Ушаков хорошо запомнил всего лишь один веселый день, проведенный с бабушкой и дедом за неделю до дедовой смерти. И это был день его ангела.
Сейчас он шел по Центральному парку, и черные деревья с повисшими на них морозными слезами, и серые облака, грустные оттого, что никто и не смотрит на них, уходящих, никто и не хочет проститься хоть бегло (хотя бы кивнуть головой: мол, прощайте!), он шел по Центральному парку и чувствовал, что каждое воспоминание далекого детского прошлого похоже на то, как бьется сердце, когда его отделяют от тела.
В Париже было тепло, как часто бывает зимою, шел дождь, мелкий, чистый, но небо печально и быстро темнело. Ушаков вспомнил, как они с матерью накрывали на стол, он вспомнил вкус скатерти, сладкий, чуть затхлый, и вкус чайных ложек, холодных и кислых, и вкус золотистого нежного света, который лила, вся в царапинах, лампа. Дед и бабушка привели с собой гостью. Она была высокой, гибкой, с маленькой, приподнятой кверху грудью. Ему особенно понравилась именно эта маленькая, вздернутая грудь и красивые ноги, обтянутые блестящею черною тканью.

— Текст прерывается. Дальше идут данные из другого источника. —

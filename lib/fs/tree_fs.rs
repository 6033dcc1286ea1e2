//! Protocol operation handlers.
//!
//! [`TreeFs`] owns all session state for one mount: the inode table, the handle
//! table, and the lock both share. Each operation performs at most one call
//! into the tree (plus the close of a transient object) and returns a tagged
//! [`TreeFsError`] that the transport maps to an errno.

use std::sync::Arc;

use parking_lot::RwLock;
use tracing::{debug, trace};

use super::attr::{AttrMapper, Attributes, CacheTtl};
use super::dirent::{Dirent, write_dirent};
use super::error::TreeFsError;
use super::handle_table::HandleTable;
use super::inode_table::{ForgetEntry, InodeTable};
use super::read::read_handle;
use super::tree::FileTree;
use super::{EntryKind, FileHandle, Generation, InodeAddr, ROOT_INODE, ROOT_PATH, Tables};

/// Settings applied once when a [`TreeFs`] is built.
#[derive(Debug, Clone, Copy, PartialEq, Eq)]
pub struct TreeFsConfig {
    /// Owner reported for every entry.
    pub uid: u32,
    /// Group reported for every entry.
    pub gid: u32,
    /// How long the kernel may cache attributes and entries.
    pub cache_ttl: CacheTtl,
}

impl Default for TreeFsConfig {
    fn default() -> Self {
        Self {
            uid: nix::unistd::Uid::current().as_raw(),
            gid: nix::unistd::Gid::current().as_raw(),
            cache_ttl: CacheTtl::Default,
        }
    }
}

/// The reply to a successful lookup.
#[derive(Debug, Clone, Copy, PartialEq, Eq)]
pub struct Entry {
    pub inode: InodeAddr,
    pub generation: Generation,
    pub attributes: Attributes,
}

/// The reply to a successful file open.
#[derive(Debug, Clone, Copy, PartialEq, Eq)]
pub struct OpenedFile {
    pub handle: FileHandle,
    /// The kernel may keep cached pages across opens; nothing here invalidates them.
    pub keep_page_cache: bool,
}

/// One child produced by [`TreeFs::directory_entries`].
#[derive(Debug, Clone, PartialEq, Eq)]
pub struct DirListing {
    pub inode: InodeAddr,
    /// Position to resume after this entry.
    pub offset: u64,
    pub name: String,
    pub kind: EntryKind,
}

/// Exposes a [`FileTree`] through the kernel's stateful inode/handle protocol.
pub struct TreeFs<T: FileTree> {
    tree: T,
    mapper: AttrMapper,
    inodes: InodeTable<T::File>,
    handles: HandleTable<T::File>,
}

impl<T: FileTree> TreeFs<T> {
    /// Create a session over `tree`. The root inode is pre-seeded.
    pub fn new(tree: T, config: TreeFsConfig) -> Self {
        let tables = Arc::new(RwLock::new(Tables::with_root()));
        Self {
            tree,
            mapper: AttrMapper::new(config.uid, config.gid, config.cache_ttl),
            inodes: InodeTable::new(Arc::clone(&tables)),
            handles: HandleTable::new(tables),
        }
    }

    #[must_use]
    pub fn tree(&self) -> &T {
        &self.tree
    }

    #[must_use]
    pub fn mapper(&self) -> &AttrMapper {
        &self.mapper
    }

    #[must_use]
    pub fn inodes(&self) -> &InodeTable<T::File> {
        &self.inodes
    }

    #[must_use]
    pub fn handles(&self) -> &HandleTable<T::File> {
        &self.handles
    }

    /// Resolve `name` in `parent`, taking one kernel reference on the result.
    pub fn lookup(&self, parent: InodeAddr, name: &str) -> Result<Entry, TreeFsError> {
        let path = self.inodes.resolve(parent, name);
        let attributes = self.inodes.attributes_for(&self.tree, &self.mapper, &path)?;
        let (inode, rc) = self.inodes.acquire(&path);
        trace!(parent, name, inode, rc, "lookup resolved");
        Ok(Entry {
            inode,
            generation: self.inodes.generation(),
            attributes,
        })
    }

    /// Fresh attributes for `inode`.
    pub fn get_attributes(&self, inode: InodeAddr) -> Result<Attributes, TreeFsError> {
        let path = match self.inodes.path_of(inode) {
            Some(path) => path,
            None if inode == ROOT_INODE => ROOT_PATH.to_owned(),
            None => {
                return Err(TreeFsError::NotFound {
                    path: format!("<inode {inode}>"),
                });
            }
        };
        self.inodes.attributes_for(&self.tree, &self.mapper, &path)
    }

    pub fn forget(&self, inode: InodeAddr, nlookup: u64) -> Result<(), TreeFsError> {
        self.inodes.forget(inode, nlookup)
    }

    pub fn batch_forget(
        &self,
        entries: impl IntoIterator<Item = ForgetEntry>,
    ) -> Result<(), TreeFsError> {
        self.inodes.batch_forget(entries)
    }

    pub fn open_directory(&self, inode: InodeAddr) -> Result<FileHandle, TreeFsError> {
        self.handles.open_for(&self.tree, inode)
    }

    /// List `inode`'s children from position `offset` onwards.
    ///
    /// Every listed child is interned so its inode is stable across pages.
    /// Offsets are entry positions: the entry at index `i` resumes at `i + 1`.
    pub fn directory_entries(
        &self,
        inode: InodeAddr,
        handle: FileHandle,
        offset: u64,
    ) -> Result<Vec<DirListing>, TreeFsError> {
        let mut listing = Vec::new();
        self.each_directory_entry(inode, handle, offset, |entry| {
            listing.push(entry);
            true
        })?;
        Ok(listing)
    }

    /// Serialize `inode`'s children from position `offset` onwards into `dst`.
    ///
    /// Stops at the first record that does not fit. Returns the bytes written.
    pub fn read_directory(
        &self,
        inode: InodeAddr,
        handle: FileHandle,
        offset: u64,
        dst: &mut [u8],
    ) -> Result<usize, TreeFsError> {
        let mut written = 0;
        self.each_directory_entry(inode, handle, offset, |entry| {
            let n = write_dirent(
                &mut dst[written..],
                &Dirent {
                    inode: entry.inode,
                    offset: entry.offset,
                    name: &entry.name,
                    kind: entry.kind,
                },
            );
            written += n;
            n != 0
        })?;
        Ok(written)
    }

    /// Feed each child at or after `offset` to `sink` until it returns false.
    fn each_directory_entry(
        &self,
        inode: InodeAddr,
        handle: FileHandle,
        offset: u64,
        mut sink: impl FnMut(DirListing) -> bool,
    ) -> Result<(), TreeFsError> {
        if self.handles.get(handle).is_none() {
            return Err(TreeFsError::InvalidHandle(handle));
        }
        let dir = self
            .inodes
            .path_of(inode)
            .ok_or_else(|| TreeFsError::NotFound {
                path: format!("<inode {inode}>"),
            })?;
        let children = self
            .tree
            .read_dir(&dir)
            .map_err(|e| TreeFsError::from_tree(&dir, e))?;

        let skip = usize::try_from(offset).unwrap_or(usize::MAX);
        for (pos, child) in children.into_iter().enumerate().skip(skip) {
            let child_path = super::inode_table::join_path(&dir, &child.name);
            let listing = DirListing {
                inode: self.inodes.intern_path(&child_path),
                offset: pos as u64 + 1,
                kind: child.kind.unwrap_or_default(),
                name: child.name,
            };
            if !sink(listing) {
                debug!(inode, offset = pos, "buffer full, stopping readdir");
                break;
            }
        }
        Ok(())
    }

    pub fn release_directory_handle(&self, handle: FileHandle) {
        self.handles.release(handle);
    }

    pub fn open_file(&self, inode: InodeAddr) -> Result<OpenedFile, TreeFsError> {
        let handle = self.handles.open_for(&self.tree, inode)?;
        Ok(OpenedFile {
            handle,
            keep_page_cache: true,
        })
    }

    /// Read from `offset` into `dst`. A read past the end is short, not an error.
    pub fn read_file(
        &self,
        handle: FileHandle,
        inode: InodeAddr,
        offset: u64,
        dst: &mut [u8],
    ) -> Result<usize, TreeFsError> {
        let open = self
            .handles
            .get(handle)
            .ok_or(TreeFsError::InvalidHandle(handle))?;
        let n = read_handle(&self.tree, &open, offset, dst)
            .map_err(|e| TreeFsError::io(open.path(), e))?;
        trace!(handle, inode, offset, n, "read served");
        Ok(n)
    }

    pub fn release_file_handle(&self, handle: FileHandle) {
        self.handles.release(handle);
    }

    /// Nothing is buffered, so there is nothing to flush.
    pub fn flush(&self, _handle: FileHandle) -> Result<(), TreeFsError> {
        Ok(())
    }
}
use actix_web::{web, HttpResponse};
use serde_json::{json, Value};
use crate::{
    api::{DocumentBody, EmailQuery},
    models::EMAIL_KEY,
    services::user_service,
    state::AppState,
    utils::AppError,
};

#[utoipa::path(
    post,
    path = "/adduser",
    tag = "Users",
    responses(
        (status = 200, description = "User added, email echoed back"),
        (status = 400, description = "Body is not a JSON object or form"),
        (status = 409, description = "A user with this email already exists"),
        (status = 500, description = "Store error")
    )
)]
pub async fn add_user(
    state: web::Data<AppState>,
    user: DocumentBody,
) -> HttpResponse {
    let user = user.into_inner();
    let email = user.get(EMAIL_KEY).cloned().unwrap_or(Value::Null);

    log::info!("👤 POST /adduser - email: {}", email);

    match user_service::add_user(&*state.store, user).await {
        Ok(_) => {
            log::info!("✅ User added successfully: {}", email);
            HttpResponse::Ok().json(json!({
                "message": "User added successfully",
                "email": email
            }))
        }
        Err(AppError::Conflict(_)) => {
            log::warn!("⚠️ User already exists: {}", email);
            HttpResponse::Conflict().json(json!({
                "message": "User already exists",
                "email": email
            }))
        }
        Err(AppError::InvalidDocument(e)) => {
            log::warn!("⚠️ Rejected user document: {}", e);
            HttpResponse::BadRequest().json(json!({
                "message": "Error adding user",
                "error": e
            }))
        }
        Err(e) => {
            log::error!("❌ Error adding user: {}", e);
            HttpResponse::InternalServerError().json(json!({
                "message": "Error adding user",
                "error": e.to_string()
            }))
        }
    }
}

#[utoipa::path(
    get,
    path = "/getuser",
    tag = "Users",
    params(EmailQuery),
    responses(
        (status = 200, description = "User found"),
        (status = 404, description = "No user with this email"),
        (status = 500, description = "Store error")
    )
)]
pub async fn get_user(
    state: web::Data<AppState>,
    query: web::Query<EmailQuery>,
) -> HttpResponse {
    log::info!("🔍 GET /getuser - email: {:?}", query.email);

    match user_service::get_user(&*state.store, query.email.as_deref()).await {
        Ok(user) => {
            log::info!("✅ User found");
            HttpResponse::Ok().json(json!({
                "message": "User found",
                "user": user
            }))
        }
        Err(AppError::NotFound(_)) => {
            log::warn!("⚠️ User not found: {:?}", query.email);
            let mut body = json!({ "message": "User not found" });
            if let Some(email) = &query.email {
                body["email"] = json!(email);
            }
            HttpResponse::NotFound().json(body)
        }
        Err(e) => {
            log::error!("❌ Error getting user: {}", e);
            HttpResponse::InternalServerError().json(json!({
                "message": "Error getting user",
                "error": e.to_string()
            }))
        }
    }
}
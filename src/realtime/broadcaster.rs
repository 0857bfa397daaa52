// ==================== REAL-TIME BROADCAST ====================
// Registry of connected real-time clients with publish-to-all.
// Delivery is best-effort: no acks, no backlog for late joiners.
// Each client has a bounded queue; a client that lets it fill is dropped.

use parking_lot::Mutex;
use serde::Serialize;
use serde_json::Value;
use std::{collections::HashMap, sync::Arc};
use tokio::sync::mpsc::{self, error::TrySendError};

pub type ClientId = u64;

/// Frames a client may have queued before it is considered stalled.
pub const CLIENT_QUEUE_CAPACITY: usize = 256;

/// Frame pushed to every client: `{"event": ..., "data": ...}`.
#[derive(Debug, Clone, PartialEq, Serialize)]
pub struct OutboundEvent {
    pub event: String,
    pub data: Value,
}

#[derive(Clone, Default)]
pub struct Broadcaster {
    registry: Arc<Mutex<Registry>>,
}

#[derive(Default)]
struct Registry {
    next_id: ClientId,
    clients: HashMap<ClientId, mpsc::Sender<Arc<OutboundEvent>>>,
}

impl Broadcaster {
    pub fn new() -> Self {
        Self::default()
    }

    /// Registers a client; events arrive on the returned receiver until
    /// `disconnect` or the receiver is dropped.
    pub fn connect(&self) -> (ClientId, mpsc::Receiver<Arc<OutboundEvent>>) {
        let (tx, rx) = mpsc::channel(CLIENT_QUEUE_CAPACITY);
        let mut registry = self.registry.lock();
        registry.next_id += 1;
        let id = registry.next_id;
        registry.clients.insert(id, tx);
        log::info!("🔌 Client {} connected ({} online)", id, registry.clients.len());
        (id, rx)
    }

    pub fn disconnect(&self, id: ClientId) {
        let mut registry = self.registry.lock();
        if registry.clients.remove(&id).is_some() {
            log::info!("🔌 Client {} disconnected ({} online)", id, registry.clients.len());
        }
    }

    /// Sends `data` as `event` to every registered client and returns how
    /// many were reached. Clients whose receiver is gone, or whose queue
    /// is full, are dropped from the registry; dropping the sender ends
    /// their receiver once it drains.
    pub fn broadcast(&self, event: &str, data: Value) -> usize {
        let frame = Arc::new(OutboundEvent {
            event: event.to_string(),
            data,
        });

        let mut registry = self.registry.lock();
        let mut gone = Vec::new();
        for (id, tx) in registry.clients.iter() {
            match tx.try_send(Arc::clone(&frame)) {
                Ok(()) => {}
                Err(TrySendError::Full(_)) => {
                    log::warn!("⚠️ Client {} is not reading; disconnecting", id);
                    gone.push(*id);
                }
                Err(TrySendError::Closed(_)) => gone.push(*id),
            }
        }
        for id in &gone {
            registry.clients.remove(id);
            log::debug!("Dropped stale client {}", id);
        }

        registry.clients.len()
    }

    pub fn client_count(&self) -> usize {
        self.registry.lock().clients.len()
    }
}
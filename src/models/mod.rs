pub mod change_event;
pub mod collections;
pub mod document;

pub use change_event::*;
pub use collections::*;
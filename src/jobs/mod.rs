pub mod change_bridge;
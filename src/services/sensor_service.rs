// ==================== SENSOR READINGS ====================

use crate::{
    database::DocumentStore,
    models::{document, EMAIL_KEY, SENSOR_DATA},
    utils::AppError,
};
use mongodb::bson::{Bson, Document};
use serde_json::Value;

/// POST /sensor_data - stores the reading as sent
pub async fn record_reading(store: &dyn DocumentStore, reading: Value) -> Result<Bson, AppError> {
    let doc = document::from_json(reading)?;
    store.insert(SENSOR_DATA, doc).await
}

/// GET /get_sensor_data - every reading for `email`, in store order
pub async fn list_readings(store: &dyn DocumentStore, email: Option<&str>) -> Result<Vec<Value>, AppError> {
    let mut filter = Document::new();
    filter.insert(EMAIL_KEY, email.map(Bson::from).unwrap_or(Bson::Null));

    let readings = store.find_many(SENSOR_DATA, filter).await?;
    Ok(readings.into_iter().map(document::to_json).collect())
}
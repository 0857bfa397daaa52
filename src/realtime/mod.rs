pub mod broadcaster;

pub use broadcaster::*;
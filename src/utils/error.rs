use thiserror::Error;

#[derive(Debug, Error)]
pub enum AppError {
    #[error("Conflict: {0}")]
    Conflict(String),
    #[error("Not found: {0}")]
    NotFound(String),
    #[error("Database error: {0}")]
    Store(String),
    #[error("Upstream error: {0}")]
    Upstream(String),
    #[error("Invalid document: {0}")]
    InvalidDocument(String),
}

impl From<mongodb::error::Error> for AppError {
    fn from(e: mongodb::error::Error) -> Self {
        AppError::Store(e.to_string())
    }
}

impl From<reqwest::Error> for AppError {
    fn from(e: reqwest::Error) -> Self {
        AppError::Upstream(e.to_string())
    }
}
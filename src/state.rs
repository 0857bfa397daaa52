use crate::{
    database::DocumentStore,
    jobs::change_bridge::ChangeFeedStatus,
    realtime::Broadcaster,
    services::ticker_service::TickerClient,
};
use std::sync::Arc;

/// Everything handlers share, built once in main and handed to actix as
/// `web::Data<AppState>`.
#[derive(Clone)]
pub struct AppState {
    pub store: Arc<dyn DocumentStore>,
    pub broadcaster: Broadcaster,
    pub ticker: TickerClient,
    pub change_feed: ChangeFeedStatus,
}

impl AppState {
    pub fn new(store: Arc<dyn DocumentStore>, ticker: TickerClient) -> Self {
        Self {
            store,
            broadcaster: Broadcaster::new(),
            ticker,
            change_feed: ChangeFeedStatus::default(),
        }
    }
}
pub mod memory;
pub mod mongo;

pub use memory::MemoryStore;
pub use mongo::MongoDB;

use crate::{
    models::{document::key_value, ChangeEvent},
    utils::AppError,
};
use async_trait::async_trait;
use futures::stream::BoxStream;
use mongodb::bson::{Bson, Document};

/// Live, non-restartable feed of changes on one collection.
pub type ChangeStream = BoxStream<'static, Result<ChangeEvent, AppError>>;

/// Collection-scoped access to the document store.
///
/// Handlers and the change bridge only talk to this trait, so the
/// in-memory backend can stand in for MongoDB locally and in tests.
#[async_trait]
pub trait DocumentStore: Send + Sync {
    /// Looks up a document by `key` (value read from `doc`) and inserts
    /// `doc` only if none exists. Returns the inserted id.
    ///
    /// The default is a find followed by an insert, which is not atomic
    /// across concurrent callers.
    async fn insert_if_absent(
        &self,
        collection: &str,
        key: &str,
        doc: Document,
    ) -> Result<Bson, AppError> {
        let value = key_value(&doc, key);
        match self.find_one(collection, key, value.clone()).await {
            Ok(_) => Err(AppError::Conflict(format!("{} {} already exists", key, value))),
            Err(AppError::NotFound(_)) => self.insert(collection, doc).await,
            Err(e) => Err(e),
        }
    }

    /// First document whose `key` equals `value`, or `NotFound`.
    async fn find_one(&self, collection: &str, key: &str, value: Bson) -> Result<Document, AppError>;

    /// Unconditional insert. Returns the inserted id.
    async fn insert(&self, collection: &str, doc: Document) -> Result<Bson, AppError>;

    /// Every match for an equality filter, in store order.
    async fn find_many(&self, collection: &str, filter: Document) -> Result<Vec<Document>, AppError>;

    async fn subscribe(&self, collection: &str) -> Result<ChangeStream, AppError>;

    async fn ping(&self) -> Result<(), AppError>;

    fn backend_name(&self) -> &'static str;
}
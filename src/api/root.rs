use actix_web::{web, HttpResponse};
use crate::api::MessageResponse;

// GET / - liveness string
pub async fn index() -> HttpResponse {
    HttpResponse::Ok()
        .content_type("text/plain; charset=utf-8")
        .body("server is running....")
}

// POST /test - echo check, logs whatever was sent
pub async fn test_message(body: web::Bytes) -> HttpResponse {
    log::info!("🧪 POST /test - body: {}", String::from_utf8_lossy(&body));

    HttpResponse::Ok().json(MessageResponse {
        message: "got the test message".to_string(),
    })
}
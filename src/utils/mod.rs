// Utility functions
pub mod error;
pub mod network;

pub use error::*;
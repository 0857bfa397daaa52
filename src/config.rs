// ==================== CONFIGURATION ====================
// Everything is environment-sourced (.env is loaded in main before this runs)

use std::env;
use thiserror::Error;

const DEFAULT_HOST: &str = "0.0.0.0";
const DEFAULT_PORT: u16 = 5000;
const DEFAULT_CLUSTER: &str = "cluster0.gi5qy.mongodb.net";
const DEFAULT_DATABASE: &str = "StayNestDB";
const DEFAULT_TICKER_URL: &str = "https://api.gemini.com/v1/pubticker/btcusd";

#[derive(Debug, Error, PartialEq)]
pub enum ConfigError {
    #[error("{0} must be set")]
    Missing(&'static str),
    #[error("invalid {name}: {value}")]
    Invalid { name: &'static str, value: String },
}

#[derive(Debug, Clone, PartialEq)]
pub enum StoreBackend {
    MongoDB { uri: String },
    Memory,
}

#[derive(Debug, Clone)]
pub struct AppConfig {
    pub host: String,
    pub port: u16,
    pub backend: StoreBackend,
    pub database: String,
    pub ticker_url: String,
}

impl AppConfig {
    pub fn from_env() -> Result<Self, ConfigError> {
        Self::from_lookup(|key| env::var(key).ok())
    }

    /// Builds the config from any key lookup; `from_env` passes `env::var`.
    pub fn from_lookup<F>(lookup: F) -> Result<Self, ConfigError>
    where
        F: Fn(&str) -> Option<String>,
    {
        let host = lookup("HOST").unwrap_or_else(|| DEFAULT_HOST.to_string());

        let port = match lookup("PORT") {
            Some(raw) => raw.trim().parse().map_err(|_| ConfigError::Invalid {
                name: "PORT",
                value: raw.clone(),
            })?,
            None => DEFAULT_PORT,
        };

        let backend = match lookup("STORE_BACKEND").as_deref().map(str::to_lowercase) {
            None => mongodb_backend(&lookup)?,
            Some(kind) if kind == "mongodb" => mongodb_backend(&lookup)?,
            Some(kind) if kind == "memory" => StoreBackend::Memory,
            Some(kind) => {
                return Err(ConfigError::Invalid {
                    name: "STORE_BACKEND",
                    value: kind,
                })
            }
        };

        Ok(Self {
            host,
            port,
            backend,
            database: lookup("MONGODB_DATABASE").unwrap_or_else(|| DEFAULT_DATABASE.to_string()),
            ticker_url: lookup("TICKER_URL").unwrap_or_else(|| DEFAULT_TICKER_URL.to_string()),
        })
    }

    pub fn bind_addr(&self) -> String {
        format!("{}:{}", self.host, self.port)
    }
}

fn mongodb_backend<F>(lookup: &F) -> Result<StoreBackend, ConfigError>
where
    F: Fn(&str) -> Option<String>,
{
    if let Some(uri) = lookup("MONGODB_URI") {
        return Ok(StoreBackend::MongoDB { uri });
    }

    let username = lookup("MONGODB_USERNAME").ok_or(ConfigError::Missing("MONGODB_USERNAME"))?;
    let password = lookup("MONGODB_PASSWORD").ok_or(ConfigError::Missing("MONGODB_PASSWORD"))?;
    let cluster = lookup("MONGODB_CLUSTER").unwrap_or_else(|| DEFAULT_CLUSTER.to_string());

    let uri = format!(
        "mongodb+srv://{}:{}@{}/?retryWrites=true&w=majority&appName=Cluster0",
        urlencoding::encode(&username),
        urlencoding::encode(&password),
        cluster
    );

    Ok(StoreBackend::MongoDB { uri })
}
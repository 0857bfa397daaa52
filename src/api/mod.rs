pub mod health;
pub mod realtime;
pub mod root;
pub mod sensors;
pub mod swagger;
pub mod ticker;
pub mod users;

use actix_web::{
    dev::Payload, error::InternalError, web, FromRequest, HttpMessage, HttpRequest, HttpResponse,
};
use futures::future::LocalBoxFuture;
use serde::{Deserialize, Serialize};
use serde_json::{Map, Value};
use utoipa::OpenApi;
use utoipa_swagger_ui::SwaggerUi;

#[derive(Serialize, Deserialize, utoipa::ToSchema)]
pub struct MessageResponse {
    pub message: String,
}

/// `?email=` on the lookup endpoints; absent means `null`, as in the store.
#[derive(Debug, Deserialize, utoipa::IntoParams)]
#[into_params(parameter_in = Query)]
pub struct EmailQuery {
    pub email: Option<String>,
}

const FORM_CONTENT_TYPE: &str = "application/x-www-form-urlencoded";

/// Request body for the document endpoints: a JSON value, or a
/// form-encoded body read as an object of string fields.
pub struct DocumentBody(pub Value);

impl DocumentBody {
    pub fn into_inner(self) -> Value {
        self.0
    }
}

impl FromRequest for DocumentBody {
    type Error = actix_web::Error;
    type Future = LocalBoxFuture<'static, Result<Self, Self::Error>>;

    fn from_request(req: &HttpRequest, payload: &mut Payload) -> Self::Future {
        if req.content_type() == FORM_CONTENT_TYPE {
            let form = web::Form::<Map<String, Value>>::from_request(req, payload);
            Box::pin(async move { Ok(DocumentBody(Value::Object(form.await?.into_inner()))) })
        } else {
            let json = web::Json::<Value>::from_request(req, payload);
            Box::pin(async move { Ok(DocumentBody(json.await?.into_inner())) })
        }
    }
}

/// Routes shared by the server and the handler tests.
pub fn configure(cfg: &mut web::ServiceConfig) {
    cfg.app_data(json_config())
        .app_data(form_config())
        .service(
            SwaggerUi::new("/swagger-ui/{_:.*}")
                .url("/api-docs/openapi.json", swagger::ApiDoc::openapi()),
        )
        .route("/", web::get().to(root::index))
        .route("/test", web::post().to(root::test_message))
        .route("/health", web::get().to(health::health_check))
        // Users
        .route("/adduser", web::post().to(users::add_user))
        .route("/getuser", web::get().to(users::get_user))
        // External ticker
        .route("/gemini", web::get().to(ticker::get_gemini))
        // Sensor readings
        .route("/sensor_data", web::post().to(sensors::record_sensor_data))
        .route("/get_sensor_data", web::get().to(sensors::list_sensor_data))
        // Real-time channel
        .route("/ws", web::get().to(realtime::connect));
}

/// Malformed JSON gets the same `{message, error}` shape as every other failure.
fn json_config() -> web::JsonConfig {
    web::JsonConfig::default().error_handler(|err, _req| {
        let detail = err.to_string();
        log::warn!("⚠️ Rejected request body: {}", detail);
        InternalError::from_response(err, invalid_body(&detail)).into()
    })
}

fn form_config() -> web::FormConfig {
    web::FormConfig::default().error_handler(|err, _req| {
        let detail = err.to_string();
        log::warn!("⚠️ Rejected form body: {}", detail);
        InternalError::from_response(err, invalid_body(&detail)).into()
    })
}

fn invalid_body(detail: &str) -> HttpResponse {
    HttpResponse::BadRequest().json(serde_json::json!({
        "message": "Invalid request body",
        "error": detail
    }))
}
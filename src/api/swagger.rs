use utoipa::OpenApi;

#[derive(OpenApi)]
#[openapi(
    info(
        title = "Sensor Relay API",
        version = "1.0.0",
        description = "Users and IoT sensor readings over MongoDB.\n\n**Real-time:** connect a WebSocket to `/ws` to receive a `sensorDataUpdated` frame for every stored reading."
    ),
    paths(
        // Health
        crate::api::health::health_check,

        // Users
        crate::api::users::add_user,
        crate::api::users::get_user,

        // Sensors
        crate::api::sensors::record_sensor_data,
        crate::api::sensors::list_sensor_data,

        // External APIs
        crate::api::ticker::get_gemini,
    ),
    components(
        schemas(
            crate::api::health::HealthResponse,
            crate::api::MessageResponse,
        )
    ),
    tags(
        (name = "Health", description = "Service, store and change feed status."),
        (name = "Users", description = "User documents, one per email."),
        (name = "Sensors", description = "Sensor readings. Every insert is pushed to WebSocket clients."),
        (name = "External", description = "Third-party ticker passthrough."),
    )
)]
pub struct ApiDoc;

И мать просияла, всплеснула руками:
– Ты, Дина?
Гостья, которую звали Диной, расцеловала его и посадила к себе на колени. Он уцепился за стол, потому что ткань на ее юбке была скользкой, как лед, и он испугался, что свалится. Потом Дина пела. И все хохотали, и он вместе с ними. Она достала гитару, подмигнула деду, и дед ей сказал:
– Сначала мадам Банжу.
Дина приподняла брови и глубоко вздохнула:
Я вам, ребята, расскажу,
Как я любил мадам Банжу,
Когда я шел к мадам Банже,
Меня встречали в неглиже…
Она пела серьезно, слегка обиженно, и даже грустная, молчаливая бабушка покатывалась со смеха.
А я бросаюсь на Банжу,
С нее срываю неглижу,
Но появился тут Луи,
Совсем разбил мечты мои.
Она, связавшись с тем Луем,
Совсем забыла о моем…
Пирог был большим, необъятным, как поле, и белым, как облако. Когда его разрезали, внутри он оказался темно-красным от запеченной (целыми ягодами!) вишни. Он весь был – как лето, последнее лето деда, которому жить оставалась неделя, холодная, зимняя, с ноющим ветром. И дед, словно зная об этом, ел много.
Ознакомительная версия.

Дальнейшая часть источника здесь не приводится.